1. Whether an agreement, between all the manufacturers of a
commodity and a union representing all the labor obtainable for its
manufacture violates the Sherman Law when it concerns only the way
in which the labor shall be employed in production, and not sales
or distribution, depends upon the particular facts. P.
263 U. S.
411.
2. The manufacturers of hand-blown window glass -- an article
costing twice as much to produce, but sold at the same price, as
window glass made with the aid of machines, the price of the latter
necessarily fixing the price of the former -- finding the supply of
workmen in their industry insufficient to run their factories
continuously during the working season, and being unable to run
undermanned without serious loss, made an arrangement with the
workmen, through their union, whereby, in effect, all the available
labor was apportioned to part of the factories for part of the
season and to the others for the remainder, so that all the workmen
were secured the advantage of continuous employment through all the
season and each factory secured its share of labor for one period
and closed down during the other.
Held not a combination
in unreasonable restraint of trade, assuming that it might affect
interstate commerce. P.
263 U. S.
412.
287 F. 228 reversed.
Appeal from a decree of the district court which enjoined a
combination of the appellants at the suit of the United States
under the Sherman Law.
Page 263 U. S. 411
MR. JUSTICE HOLMES delivered the opinion of the Court.
This is a proceeding brought by the United States under the Act
of July 2, 1890, c. 647, § 4, 26 Stat. 209, to prevent an
alleged violation of § 1, which forbids combinations in
restraint of trade among the states. The defendants are all the
manufacturers of hand-blown window glass, with certain of their
officers, and the National Window Glass Workers, a voluntary
association, its officers and members, embracing all the labor to
be had for this work in the United States. The defendants
established a wage scale to be in effect from September 25, 1922,
to January 27, 1923, and from January 29, 1923, to June 11, 1923,
and the feature that is the object of the present attack is that
this scale would be issued to one set of factories for the first
period and to another for the second, but that no factory could get
it for both, and, without it, they could not get labor, and
therefore must stop work. After a hearing, a final decree was
entered enjoining the defendants from carrying out the above or any
similar agreements so far as they might limit and prescribe the
time during which the defendant manufacturers should operate their
factories for hand-blown window glass. 287 F. 228.
This agreement does not concern sales or distribution; it is
directed only to the way in which union labor, the only labor
obtainable, it is true, shall be employed in production.
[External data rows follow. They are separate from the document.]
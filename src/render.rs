//! Renderer contract
//!
//! The crate never draws. Once per tick, after physics resolution, a game
//! hands the host a read-only view of its world; the shared borrows make
//! mutation from the render side impossible.

use crate::games::flappy::{Bird, Pipe};
use crate::games::lanes::{Bullet, Car};
use crate::sim::Ball;

/// One tick's renderable state, borrowed from the owning game.
#[derive(Debug, Clone, Copy)]
pub enum Frame<'a> {
    BallPit {
        balls: &'a [Ball],
        ticks: u64,
    },
    Lanes {
        player: &'a Car,
        traffic: &'a [Car],
        bullets: &'a [Bullet],
        score: u32,
    },
    Flappy {
        bird: &'a Bird,
        pipes: &'a [Pipe],
        score: u32,
    },
}

/// Receives the world after each tick.
pub trait Renderer {
    fn render(&mut self, frame: Frame<'_>);
}

/// Logs a one-line summary per frame at debug level. Handy for headless
/// runs and soak tests.
#[derive(Debug, Clone, Copy, Default)]
pub struct LogRenderer;

impl Renderer for LogRenderer {
    fn render(&mut self, frame: Frame<'_>) {
        match frame {
            Frame::BallPit { balls, ticks } => {
                log::debug!("tick {ticks}: {} balls", balls.len());
            }
            Frame::Lanes {
                traffic,
                bullets,
                score,
                ..
            } => {
                log::debug!(
                    "lanes: {} traffic, {} bullets, score {score}",
                    traffic.len(),
                    bullets.len()
                );
            }
            Frame::Flappy { bird, pipes, score } => {
                log::debug!(
                    "flappy: bird y {:.1}, {} pipes, score {score}",
                    bird.body.pos.y,
                    pipes.len()
                );
            }
        }
    }
}

/// Discards every frame.
#[derive(Debug, Clone, Copy, Default)]
pub struct NullRenderer;

impl Renderer for NullRenderer {
    fn render(&mut self, _frame: Frame<'_>) {}
}
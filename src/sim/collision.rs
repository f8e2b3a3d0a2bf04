//! Collision detection and elastic response
//!
//! Circle-circle tests drive the ball pit; AABB tests drive the rectangular
//! games. The elastic resolver rotates velocities into the collision-normal
//! frame, applies the 1-D two-body formula there, and rotates back.

use glam::Vec2;

use super::body::{Ball, RectBody};
use super::vec::rotate;

/// True if the two balls currently overlap (touching counts).
#[inline]
pub fn circles_overlap(a: &Ball, b: &Ball) -> bool {
    a.pos.distance(b.pos) <= a.radius + b.radius
}

/// Overlap test evaluated at next-tick positions (`pos + vel`).
///
/// Resolving one step early keeps balls from visibly interpenetrating, at
/// the cost of rare under-detection when the frame rate drops.
#[inline]
pub fn circles_will_overlap(a: &Ball, b: &Ball) -> bool {
    (a.pos + a.vel).distance(b.pos + b.vel) <= a.radius + b.radius
}

/// Inclusive point-in-rect test.
#[inline]
pub fn point_in_rect(rect: &RectBody, point: Vec2) -> bool {
    point.x >= rect.pos.x
        && point.x <= rect.right()
        && point.y >= rect.pos.y
        && point.y <= rect.bottom()
}

/// AABB overlap via interval comparison on both axes.
///
/// A corner-containment test misses deep overlaps where no corner of either
/// box lies inside the other (two crossed bars, say), so the intervals are
/// compared directly.
pub fn rects_overlap(a: &RectBody, b: &RectBody) -> bool {
    a.pos.x <= b.right() && b.pos.x <= a.right() && a.pos.y <= b.bottom() && b.pos.y <= a.bottom()
}

/// Signed horizontal displacement separating `a` from `b`.
///
/// Two candidates exist: back `a` out past `b`'s right edge, or out past
/// its left edge. The smaller-magnitude one is returned so the position
/// correction is minimal; subtracting it from `a.pos.x` separates the
/// boxes.
pub fn penetration_extent(a: &RectBody, b: &RectBody) -> f32 {
    let past_right_edge = a.pos.x - b.right();
    let past_left_edge = a.right() - b.pos.x;
    if past_right_edge.abs() > past_left_edge.abs() {
        past_left_edge
    } else {
        past_right_edge
    }
}

/// Elastic collision response between two balls, in place.
///
/// Rotates both velocities so the line of centers becomes the x-axis,
/// applies the 1-D elastic formula to the x components (the tangential y
/// components carry no impulse for frictionless circles), and rotates
/// back. Pairs already separating along the line of centers are skipped,
/// so an overlapping pair cannot re-collide into each other on consecutive
/// ticks. Positions are not touched.
pub fn resolve_elastic(a: &mut Ball, b: &mut Ball) {
    let rel_vel = a.vel - b.vel;
    let line = b.pos - a.pos;

    // Negative projection means the pair is already moving apart.
    if rel_vel.dot(line) < 0.0 {
        return;
    }

    let theta = -line.y.atan2(line.x);
    let u1 = rotate(a.vel, theta);
    let u2 = rotate(b.vel, theta);

    let total = a.mass + b.mass;
    let diff = a.mass - b.mass;

    let v1 = Vec2::new((u1.x * diff + u2.x * 2.0 * b.mass) / total, u1.y);
    let v2 = Vec2::new((u2.x * -diff + u1.x * 2.0 * a.mass) / total, u2.y);

    a.vel = rotate(v1, -theta);
    b.vel = rotate(v2, -theta);
}
//! Deterministic simulation core
//!
//! All physics lives here. This module must be pure and deterministic:
//! - Explicit timestep passed to every update
//! - Seeded RNG only, owned by the caller
//! - No rendering or platform dependencies

pub mod body;
pub mod clock;
pub mod collision;
pub mod motion;
pub mod spawn;
pub mod vec;

pub use body::{Ball, Bounds, Kinematic, RectBody};
pub use clock::{FixedStep, FrameClock};
pub use collision::{
    circles_overlap, circles_will_overlap, penetration_extent, point_in_rect, rects_overlap,
    resolve_elastic,
};
pub use motion::{accelerate, integrate, reflect_in_bounds};
pub use spawn::SpawnTimer;
pub use vec::{random_dir, rotate, try_normalize};
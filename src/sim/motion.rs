//! Motion integration and boundary reflection
//!
//! One `integrate` contract serves both timestep styles: the ball pit runs
//! a discrete step and passes `dt = 1.0` (velocities are displacements per
//! tick), the real-time games pass measured seconds.

use glam::Vec2;

use super::body::{Ball, Bounds, Kinematic};

/// Advance position by one step of velocity.
#[inline]
pub fn integrate<B: Kinematic>(body: &mut B, dt: f32) {
    let delta = body.velocity() * dt;
    *body.position_mut() += delta;
}

/// Apply a constant acceleration over the step.
#[inline]
pub fn accelerate<B: Kinematic>(body: &mut B, accel: Vec2, dt: f32) {
    *body.velocity_mut() += accel * dt;
}

/// Reflect a ball off the play-field edges.
///
/// When the ball's leading edge has crossed an edge, the matching velocity
/// component flips and the position is clamped so the ball sits exactly
/// inside the field; the clamp rules out tunneling. A ball resting exactly
/// on an edge is left untouched.
pub fn reflect_in_bounds(ball: &mut Ball, bounds: &Bounds) {
    if ball.pos.x - ball.radius < 0.0 {
        ball.vel.x = -ball.vel.x;
        ball.pos.x = ball.radius;
    } else if ball.pos.x + ball.radius > bounds.width {
        ball.vel.x = -ball.vel.x;
        ball.pos.x = bounds.width - ball.radius;
    }

    if ball.pos.y - ball.radius < 0.0 {
        ball.vel.y = -ball.vel.y;
        ball.pos.y = ball.radius;
    } else if ball.pos.y + ball.radius > bounds.height {
        ball.vel.y = -ball.vel.y;
        ball.pos.y = bounds.height - ball.radius;
    }
}

#[cfg(test)]
mod tests {
    use super::*;

    const BOUNDS: Bounds = Bounds {
        width: 200.0,
        height: 200.0,
    };

    #[test]
    fn test_integrate_discrete_step() {
        let mut ball = Ball::new(Vec2::new(10.0, 10.0), Vec2::new(3.0, -2.0), 5.0, 1.0).unwrap();
        integrate(&mut ball, 1.0);
        assert_eq!(ball.pos, Vec2::new(13.0, 8.0));
    }

    #[test]
    fn test_integrate_scaled_step() {
        let mut ball = Ball::new(Vec2::ZERO, Vec2::new(100.0, 0.0), 5.0, 1.0).unwrap();
        integrate(&mut ball, 0.5);
        assert_eq!(ball.pos, Vec2::new(50.0, 0.0));
    }

    #[test]
    fn test_accelerate_scales_by_dt() {
        let mut ball = Ball::new(Vec2::ZERO, Vec2::ZERO, 5.0, 1.0).unwrap();
        accelerate(&mut ball, Vec2::new(0.0, 720.0), 0.5);
        assert_eq!(ball.vel, Vec2::new(0.0, 360.0));
    }

    #[test]
    fn test_reflection_flips_and_clamps() {
        // Radius 10 at x=5, moving left: after one step x=2, well past the
        // left wall. Velocity must flip and position clamp to x=10.
        let mut ball = Ball::new(Vec2::new(5.0, 50.0), Vec2::new(-3.0, 0.0), 10.0, 1.0).unwrap();
        integrate(&mut ball, 1.0);
        reflect_in_bounds(&mut ball, &BOUNDS);
        assert_eq!(ball.vel.x, 3.0);
        assert_eq!(ball.pos.x, 10.0);
    }

    #[test]
    fn test_reflection_right_and_bottom_edges() {
        let mut ball = Ball::new(Vec2::new(198.0, 199.0), Vec2::new(4.0, 6.0), 5.0, 1.0).unwrap();
        reflect_in_bounds(&mut ball, &BOUNDS);
        assert_eq!(ball.vel, Vec2::new(-4.0, -6.0));
        assert_eq!(ball.pos, Vec2::new(195.0, 195.0));
    }

    #[test]
    fn test_reflection_idempotent_at_rest() {
        // Resting exactly on the left wall with no inward velocity: the
        // reflection must not nudge it.
        let mut ball = Ball::new(Vec2::new(10.0, 50.0), Vec2::ZERO, 10.0, 1.0).unwrap();
        reflect_in_bounds(&mut ball, &BOUNDS);
        assert_eq!(ball.pos, Vec2::new(10.0, 50.0));
        assert_eq!(ball.vel, Vec2::ZERO);
        reflect_in_bounds(&mut ball, &BOUNDS);
        assert_eq!(ball.pos, Vec2::new(10.0, 50.0));
    }

    #[test]
    fn test_reflection_preserves_speed() {
        let mut ball = Ball::new(Vec2::new(3.0, 100.0), Vec2::new(-7.0, 2.0), 8.0, 1.0).unwrap();
        let speed = ball.vel.length();
        reflect_in_bounds(&mut ball, &BOUNDS);
        assert!((ball.vel.length() - speed).abs() < 1e-6);
    }
}
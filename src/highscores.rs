//! High score persistence
//!
//! A single best-score value behind a storage trait. Persistence is
//! best-effort: storage failures are logged and swallowed, gameplay never
//! sees them.

use std::fs;
use std::path::PathBuf;

use serde::{Deserialize, Serialize};

/// Best-effort high-score storage consumed by the games.
pub trait ScoreStore {
    /// Current best score, 0 when nothing is stored.
    fn best(&self) -> u32;
    /// Persist a new best. Callers only pass values that beat `best`.
    fn record(&mut self, score: u32);
}

/// In-memory store for tests and hosts without storage.
#[derive(Debug, Default, Clone)]
pub struct MemoryScoreStore {
    best: u32,
}

impl ScoreStore for MemoryScoreStore {
    fn best(&self) -> u32 {
        self.best
    }

    fn record(&mut self, score: u32) {
        self.best = score;
    }
}

/// On-disk JSON envelope.
#[derive(Debug, Clone, Copy, Default, Serialize, Deserialize)]
struct HighScoreFile {
    best: u32,
}

/// JSON-file-backed store.
#[derive(Debug)]
pub struct JsonScoreStore {
    path: PathBuf,
    best: u32,
}

impl JsonScoreStore {
    /// Open the store at `path`, reading the existing best if present.
    /// A missing or corrupt file starts the score at zero.
    pub fn open(path: impl Into<PathBuf>) -> Self {
        let path = path.into();
        let best = fs::read_to_string(&path)
            .ok()
            .and_then(|json| serde_json::from_str::<HighScoreFile>(&json).ok())
            .map(|file| file.best)
            .unwrap_or(0);
        if best > 0 {
            log::info!("loaded high score {best} from {}", path.display());
        }
        Self { path, best }
    }
}

impl ScoreStore for JsonScoreStore {
    fn best(&self) -> u32 {
        self.best
    }

    fn record(&mut self, score: u32) {
        self.best = score;
        match serde_json::to_string(&HighScoreFile { best: score }) {
            Ok(json) => {
                if let Err(err) = fs::write(&self.path, json) {
                    log::warn!("failed to save high score: {err}");
                } else {
                    log::info!("high score {score} saved");
                }
            }
            Err(err) => log::warn!("failed to encode high score: {err}"),
        }
    }
}

#[cfg(test)]
mod tests {
    use super::*;

    #[test]
    fn test_memory_store_round_trip() {
        let mut store = MemoryScoreStore::default();
        assert_eq!(store.best(), 0);
        store.record(750);
        assert_eq!(store.best(), 750);
    }

    #[test]
    fn test_json_store_round_trip() {
        let path = std::env::temp_dir().join(format!("arcade_sim_score_{}.json", std::process::id()));
        let _ = fs::remove_file(&path);

        let mut store = JsonScoreStore::open(&path);
        assert_eq!(store.best(), 0);
        store.record(1200);

        let reopened = JsonScoreStore::open(&path);
        assert_eq!(reopened.best(), 1200);

        let _ = fs::remove_file(&path);
    }

    #[test]
    fn test_corrupt_file_starts_fresh() {
        let path = std::env::temp_dir().join(format!("arcade_sim_junk_{}.json", std::process::id()));
        fs::write(&path, "not json").unwrap();
        let store = JsonScoreStore::open(&path);
        assert_eq!(store.best(), 0);
        let _ = fs::remove_file(&path);
    }
}
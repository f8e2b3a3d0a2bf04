//! Simulation body types
//!
//! Two body shapes cover all the games: circles with mass for the elastic
//! ball pit, axis-aligned rectangles for cars, bullets, birds and pipes.
//! Invalid geometry is rejected at construction, never discovered mid-tick.

use glam::Vec2;
use serde::{Deserialize, Serialize};

use crate::error::InvalidBodyError;

#[inline]
fn positive(value: f32) -> bool {
    value.is_finite() && value > 0.0
}

/// Kinematic state shared by circular and rectangular bodies.
///
/// The integrator is written against this seam so both shapes move through
/// the same code path.
pub trait Kinematic {
    fn velocity(&self) -> Vec2;
    fn position_mut(&mut self) -> &mut Vec2;
    fn velocity_mut(&mut self) -> &mut Vec2;
}

/// A circular body with mass.
#[derive(Debug, Clone, Copy, PartialEq, Serialize, Deserialize)]
pub struct Ball {
    /// Center position.
    pub pos: Vec2,
    pub vel: Vec2,
    pub radius: f32,
    pub mass: f32,
}

impl Ball {
    pub fn new(pos: Vec2, vel: Vec2, radius: f32, mass: f32) -> Result<Self, InvalidBodyError> {
        if !positive(radius) {
            return Err(InvalidBodyError::Radius(radius));
        }
        if !positive(mass) {
            return Err(InvalidBodyError::Mass(mass));
        }
        Ok(Self {
            pos,
            vel,
            radius,
            mass,
        })
    }

    /// True if `point` lies inside the ball (boundary inclusive).
    pub fn contains(&self, point: Vec2) -> bool {
        self.pos.distance(point) <= self.radius
    }

    /// Momentum `m·v`.
    #[inline]
    pub fn momentum(&self) -> Vec2 {
        self.vel * self.mass
    }

    /// Kinetic energy `½·m·|v|²`.
    #[inline]
    pub fn kinetic_energy(&self) -> f32 {
        0.5 * self.mass * self.vel.length_squared()
    }
}

impl Kinematic for Ball {
    fn velocity(&self) -> Vec2 {
        self.vel
    }

    fn position_mut(&mut self) -> &mut Vec2 {
        &mut self.pos
    }

    fn velocity_mut(&mut self) -> &mut Vec2 {
        &mut self.vel
    }
}

/// An axis-aligned rectangular body.
#[derive(Debug, Clone, Copy, PartialEq, Serialize, Deserialize)]
pub struct RectBody {
    /// Top-left corner (screen coordinates, y grows downward).
    pub pos: Vec2,
    pub vel: Vec2,
    pub width: f32,
    pub height: f32,
}

impl RectBody {
    pub fn new(pos: Vec2, vel: Vec2, width: f32, height: f32) -> Result<Self, InvalidBodyError> {
        if !positive(width) {
            return Err(InvalidBodyError::Width(width));
        }
        if !positive(height) {
            return Err(InvalidBodyError::Height(height));
        }
        Ok(Self {
            pos,
            vel,
            width,
            height,
        })
    }

    /// Right edge x coordinate.
    #[inline]
    pub fn right(&self) -> f32 {
        self.pos.x + self.width
    }

    /// Bottom edge y coordinate.
    #[inline]
    pub fn bottom(&self) -> f32 {
        self.pos.y + self.height
    }
}

impl Kinematic for RectBody {
    fn velocity(&self) -> Vec2 {
        self.vel
    }

    fn position_mut(&mut self) -> &mut Vec2 {
        &mut self.pos
    }

    fn velocity_mut(&mut self) -> &mut Vec2 {
        &mut self.vel
    }
}

/// Play-field extents. Origin is the top-left corner.
#[derive(Debug, Clone, Copy, PartialEq, Serialize, Deserialize)]
pub struct Bounds {
    pub width: f32,
    pub height: f32,
}

#[cfg(test)]
mod tests {
    use super::*;

    #[test]
    fn test_ball_rejects_bad_geometry() {
        assert_eq!(
            Ball::new(Vec2::ZERO, Vec2::ZERO, 0.0, 1.0),
            Err(InvalidBodyError::Radius(0.0))
        );
        assert_eq!(
            Ball::new(Vec2::ZERO, Vec2::ZERO, 5.0, -1.0),
            Err(InvalidBodyError::Mass(-1.0))
        );
        assert!(Ball::new(Vec2::ZERO, Vec2::ZERO, f32::NAN, 1.0).is_err());
        assert!(Ball::new(Vec2::ZERO, Vec2::ZERO, 5.0, 1.0).is_ok());
    }

    #[test]
    fn test_rect_rejects_bad_geometry() {
        assert_eq!(
            RectBody::new(Vec2::ZERO, Vec2::ZERO, -1.0, 10.0),
            Err(InvalidBodyError::Width(-1.0))
        );
        assert_eq!(
            RectBody::new(Vec2::ZERO, Vec2::ZERO, 10.0, 0.0),
            Err(InvalidBodyError::Height(0.0))
        );
        assert!(RectBody::new(Vec2::ZERO, Vec2::ZERO, 10.0, 10.0).is_ok());
    }

    #[test]
    fn test_ball_contains_boundary_inclusive() {
        let ball = Ball::new(Vec2::new(10.0, 10.0), Vec2::ZERO, 5.0, 1.0).unwrap();
        assert!(ball.contains(Vec2::new(10.0, 10.0)));
        assert!(ball.contains(Vec2::new(15.0, 10.0)));
        assert!(!ball.contains(Vec2::new(15.1, 10.0)));
    }

    #[test]
    fn test_momentum_and_energy() {
        let ball = Ball::new(Vec2::ZERO, Vec2::new(3.0, 4.0), 5.0, 2.0).unwrap();
        assert_eq!(ball.momentum(), Vec2::new(6.0, 8.0));
        assert!((ball.kinetic_energy() - 25.0).abs() < 1e-6);
    }
}
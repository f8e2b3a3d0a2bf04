//! Vector helpers on top of `glam::Vec2`
//!
//! glam already covers arithmetic, length, dot and distance. The helpers
//! here pin down the two operations where a convention must be chosen:
//! rotation and normalization.

use glam::Vec2;
use rand::Rng;

use crate::error::DegenerateVectorError;

/// Rotate `v` by `angle` radians.
///
/// `x' = x·cos θ − y·sin θ`, `y' = x·sin θ + y·cos θ` (counter-clockwise
/// for a y-up frame). Every rotation in this crate goes through here so
/// the sign convention cannot drift between call sites.
#[inline]
pub fn rotate(v: Vec2, angle: f32) -> Vec2 {
    Vec2::from_angle(angle).rotate(v)
}

/// Unit vector in the direction of `v`.
///
/// The zero vector has no direction; it is surfaced as an error rather
/// than a NaN that poisons everything downstream.
#[inline]
pub fn try_normalize(v: Vec2) -> Result<Vec2, DegenerateVectorError> {
    v.try_normalize().ok_or(DegenerateVectorError)
}

/// Random unit direction, sampled from the unit square and normalized.
///
/// Retries the degenerate draw at the origin instead of erroring.
pub fn random_dir<R: Rng>(rng: &mut R) -> Vec2 {
    loop {
        let v = Vec2::new(rng.random_range(-1.0..1.0), rng.random_range(-1.0..1.0));
        if let Ok(dir) = try_normalize(v) {
            return dir;
        }
    }
}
If such an
agreement can be within the Sherman Act, at least it is not
necessarily so.
United Mine Workers of America v. Coronado Coal
Co., 259 U. S. 344,
259 U. S. 408.
To determine its legality requires a consideration
Page 263 U. S. 412
of the particular facts.
Board of Trade of Chicago v. United
States, 246 U. S. 231,
246 U. S.
238.
The dominant fact in this case is that, in the last quarter of a
century, machines have been brought into use that dispense with the
employment of the highly trained blowers and the trained gatherers
needed for the handmade glass, and, in that and other ways, have
enabled the factories using machines to produce window glass at
half the cost of the handmade. The price for the two kinds is the
same. It has followed, of course, that the companies using machines
fix the price, that they make much the greater part of the glass in
the market, and probably, as was testified for the defendants, that
the hand-makers are able to keep on only by the sufferance of the
others and by working longer hours. The defendants say, and it is
altogether likely, that the conditions thus brought about and the
nature of the work have driven many laborers away, and made it
impossible to get new ones, for the work is very trying, requires
considerable training, and is always liable to a reduction of wages
if the machine industry lowers the price. The only chance for the
handworkers has been when and where they could get cheap fuel, and
therefore their tendency has been to follow the discoveries of
natural gas. The defendants contend, with a good deal of force,
that it is absurd to speak of their arrangements as possibly having
any effect upon commerce among the states when manufacturers of
this kind obviously are not able to do more than struggle to
survive a little longer before they disappear, as human effort
always disappears when it is not needed to direct the force that
can be got more cheaply from water or coal.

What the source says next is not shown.